The analogy helps. But I never thought of the oboe as a sexy or sultry instrument either.

naturalplastic wrote:
ironpony wrote:
Well I wanted to use the sax for a film project where it's suppose to give that film noir femme fatale feeling, where you have a femme fatale type character, who is up to no good, so to speak.

But I am wondering, is the sax perhaps too on the nose sounding for that nowadays? Should I use a trombone in the lower range perhaps instead, or does it not have the same femme fatale effect as the sax?


A trombone is not gonna communicate "femme fatale". Its too loud, and too brassy.

The saxophone is sort of bridge between the brass instruments and the woodwinds. It has a reed, but has brass type bell. So it combines the two types of sound.
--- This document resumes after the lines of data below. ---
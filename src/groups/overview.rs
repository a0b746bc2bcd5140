//! Per-participant rollup of a group's sets for one exercise.

use std::collections::HashMap;

use serde::Serialize;
use tracing::instrument;
use uuid::Uuid;

use super::{guard, repo::GroupRepo};
use crate::{
    auth::{dto::PublicUser, UserRepo},
    catalog::CatalogRepo,
    error::{AppError, AppResult},
    scope::Scope,
    workouts::{SetLogEntry, SetLogRepo},
};

#[derive(Debug, Clone, PartialEq)]
pub struct ParticipantTotals {
    pub actor_id: Uuid,
    pub total_sets: usize,
    pub total_weight: f64,
    pub latest_set: SetLogEntry,
}

/// Folds entries sorted newest first into one total per actor. The latest
/// set is the first entry seen for that actor.
pub fn participant_totals(entries: &[SetLogEntry]) -> Vec<ParticipantTotals> {
    let mut index: HashMap<Uuid, usize> = HashMap::new();
    let mut totals: Vec<ParticipantTotals> = Vec::new();
    for e in entries {
        match index.get(&e.actor_id) {
            Some(&i) => {
                totals[i].total_sets += 1;
                totals[i].total_weight += e.weight_kg;
            }
            None => {
                index.insert(e.actor_id, totals.len());
                totals.push(ParticipantTotals {
                    actor_id: e.actor_id,
                    total_sets: 1,
                    total_weight: e.weight_kg,
                    latest_set: e.clone(),
                });
            }
        }
    }
    totals
}

#[derive(Debug, Serialize)]
#[serde(rename_all = "camelCase")]
pub struct OverviewExercise {
    pub id: Uuid,
    pub name: String,
    pub body_part_name: String,
}

#[derive(Debug, Serialize)]
#[serde(rename_all = "camelCase")]
pub struct Participant {
    pub user: PublicUser,
    pub total_sets: usize,
    pub total_weight: f64,
    pub latest_set: SetLogEntry,
}

#[derive(Debug, Serialize)]
#[serde(rename_all = "camelCase")]
pub struct GroupExerciseOverview {
    pub exercise: OverviewExercise,
    pub participants: Vec<Participant>,
    pub last_sets: Vec<SetLogEntry>,
}

/// Overview of one group exercise for a member of that group.
#[instrument(skip(groups, catalog, sets, users))]
pub async fn group_exercise_overview(
    groups: &dyn GroupRepo,
    catalog: &dyn CatalogRepo,
    sets: &dyn SetLogRepo,
    users: &dyn UserRepo,
    group_id: Uuid,
    exercise_id: Uuid,
    actor_id: Uuid,
) -> AppResult<GroupExerciseOverview> {
    guard::require_member(groups, group_id, actor_id).await?;
    let scope = Scope::Group(group_id);
    let exercise = catalog
        .find_exercise(actor_id, scope, exercise_id)
        .await?
        .ok_or_else(|| AppError::not_found("Exercise not found in this group"))?;

    let entries = sets.list_for_exercise(scope, exercise_id).await?;
    let totals = participant_totals(&entries);

    let ids: Vec<Uuid> = totals.iter().map(|t| t.actor_id).collect();
    let people: HashMap<Uuid, PublicUser> = users
        .find_many(&ids)
        .await?
        .iter()
        .map(|u| (u.id, PublicUser::from(u)))
        .collect();

    // accounts deleted since logging drop out of the rollup
    let participants = totals
        .into_iter()
        .filter_map(|t| {
            people.get(&t.actor_id).map(|user| Participant {
                user: user.clone(),
                total_sets: t.total_sets,
                total_weight: t.total_weight,
                latest_set: t.latest_set,
            })
        })
        .collect();

    Ok(GroupExerciseOverview {
        exercise: OverviewExercise {
            id: exercise.id,
            name: exercise.name,
            body_part_name: exercise.body_part_name,
        },
        participants,
        last_sets: entries,
    })
}

#[cfg(test)]
mod tests {
    use super::*;
    use crate::{
        catalog::{BodyPart, Exercise},
        groups::repo::Group,
        memory::MemoryStore,
        workouts::ledger::{admit_set, SetInput},
    };
    use time::{macros::datetime, Duration, OffsetDateTime};

    fn entry(actor: Uuid, set_number: i32, kg: f64, at: OffsetDateTime) -> SetLogEntry {
        SetLogEntry {
            id: Uuid::new_v4(),
            actor_id: actor,
            scope: Scope::Personal,
            exercise_id: Uuid::nil(),
            set_number,
            weight_kg: kg,
            reps: 8,
            performed_at: at,
        }
    }

    #[test]
    fn latest_set_is_first_seen_even_on_ties() {
        let a = Uuid::new_v4();
        let b = Uuid::new_v4();
        let t = datetime!(2024-01-01 10:00 +05:30);
        let first = entry(a, 2, 50.0, t);
        let entries = vec![first.clone(), entry(a, 1, 40.0, t), entry(b, 1, 30.0, t)];

        let totals = participant_totals(&entries);
        assert_eq!(totals.len(), 2);
        let ta = totals.iter().find(|p| p.actor_id == a).unwrap();
        assert_eq!(ta.total_sets, 2);
        assert_eq!(ta.total_weight, 90.0);
        assert_eq!(ta.latest_set, first);
    }

    async fn seed_group_exercise(store: &MemoryStore, group: &Group) -> Uuid {
        let now = group.created_at;
        let bp = BodyPart {
            id: Uuid::new_v4(),
            owner_id: group.owner_id,
            group_id: Some(group.id),
            name: "Back".into(),
            day: "Wednesday".into(),
            created_at: now,
        };
        store.insert_body_part(&bp).await.unwrap();
        let ex = Exercise {
            id: Uuid::new_v4(),
            owner_id: group.owner_id,
            group_id: Some(group.id),
            body_part_id: bp.id,
            body_part_name: bp.name.clone(),
            name: "Row".into(),
            created_at: now,
        };
        store.insert_exercise(&ex).await.unwrap();
        ex.id
    }

    async fn log(store: &MemoryStore, actor: Uuid, scope: Scope, exercise: Uuid, kg: f64, at: OffsetDateTime) {
        let input = SetInput {
            exercise_id: exercise,
            weight_kg: kg,
            reps: 10,
        };
        admit_set(store, store, actor, scope, input, at).await.unwrap();
    }

    #[tokio::test]
    async fn overview_rolls_up_members_and_excludes_personal_sets() {
        let store = MemoryStore::new();
        let owner = store.seed_user("Owner", "owner@mail.com").await;
        let member = store.seed_user("Member", "member@mail.com").await;
        let mut group = Group::new("Crew", owner.id, datetime!(2024-01-01 00:00 UTC));
        group.member_ids.push(member.id);
        store.seed_group(group.clone()).await;
        let exercise = seed_group_exercise(&store, &group).await;
        let t = datetime!(2024-04-10 07:00 +05:30);

        log(&store, owner.id, Scope::Group(group.id), exercise, 60.0, t).await;
        log(&store, owner.id, Scope::Group(group.id), exercise, 70.0, t + Duration::minutes(5)).await;
        log(&store, member.id, Scope::Group(group.id), exercise, 30.0, t + Duration::minutes(1)).await;
        // same exercise id used personally must not leak in
        log(&store, member.id, Scope::Personal, exercise, 999.0, t).await;

        let overview =
            group_exercise_overview(&store, &store, &store, &store, group.id, exercise, member.id)
                .await
                .unwrap();
        assert_eq!(overview.exercise.name, "Row");
        assert_eq!(overview.exercise.body_part_name, "Back");
        assert_eq!(overview.last_sets.len(), 3);
        assert_eq!(overview.last_sets[0].weight_kg, 70.0);

        let o = overview.participants.iter().find(|p| p.user.id == owner.id).unwrap();
        assert_eq!(o.total_sets, 2);
        assert_eq!(o.total_weight, 130.0);
        assert_eq!(o.latest_set.set_number, 2);
        let m = overview.participants.iter().find(|p| p.user.id == member.id).unwrap();
        assert_eq!(m.total_weight, 30.0);
    }

    #[tokio::test]
    async fn outsiders_are_forbidden() {
        let store = MemoryStore::new();
        let group = Group::new("Crew", Uuid::new_v4(), datetime!(2024-01-01 00:00 UTC));
        store.seed_group(group.clone()).await;
        let exercise = seed_group_exercise(&store, &group).await;

        let err = group_exercise_overview(&store, &store, &store, &store, group.id, exercise, Uuid::new_v4())
            .await
            .unwrap_err();
        assert!(matches!(err, AppError::ScopeForbidden(_)));
    }

    #[tokio::test]
    async fn exercise_of_another_scope_is_not_found() {
        let store = MemoryStore::new();
        let owner = Uuid::new_v4();
        let group = Group::new("Crew", owner, datetime!(2024-01-01 00:00 UTC));
        let other = Group::new("Other", owner, datetime!(2024-01-01 00:00 UTC));
        store.seed_group(group.clone()).await;
        store.seed_group(other.clone()).await;
        let foreign = seed_group_exercise(&store, &other).await;

        let err = group_exercise_overview(&store, &store, &store, &store, group.id, foreign, owner)
            .await
            .unwrap_err();
        assert!(matches!(err, AppError::NotFound(_)));
    }
}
So you get the sexy sultry sound that you cant get with clarinets/oboes on one hand, nor with trumpets and trombones on the other.

But it might that for a modern movie, thats not meant to be a spoof of Forties film noir, it might come off as too obvious and too heavy handed. So maybe you could use a mellow synth sound, or guitar sound, or something.


Oh okay. Well my project is a crime thriller set in modern times. I could go for a spoof of Forties film noir and make it obvious intentionally, and own it, and do something like this for the small track I have in mind:

https://www.youtube.com/watch?v=1DfLvqpLlpM

Or I could do something like this and make it less of a spoof of old noir:

https://www.youtube.com/watch?v=hwVHqry4yug

But it seems you hear a lot of guitar like this in the 90s, so would it come off as spoofing 90s neo-noir then? Or which type would communicate femme fatale, more effectively? Or I could have both an electric guitar and sax playing if that's best?

But also, if you say the trombone does not sound sultry enough, would a bass trombone sound a lot more sultry in it's range?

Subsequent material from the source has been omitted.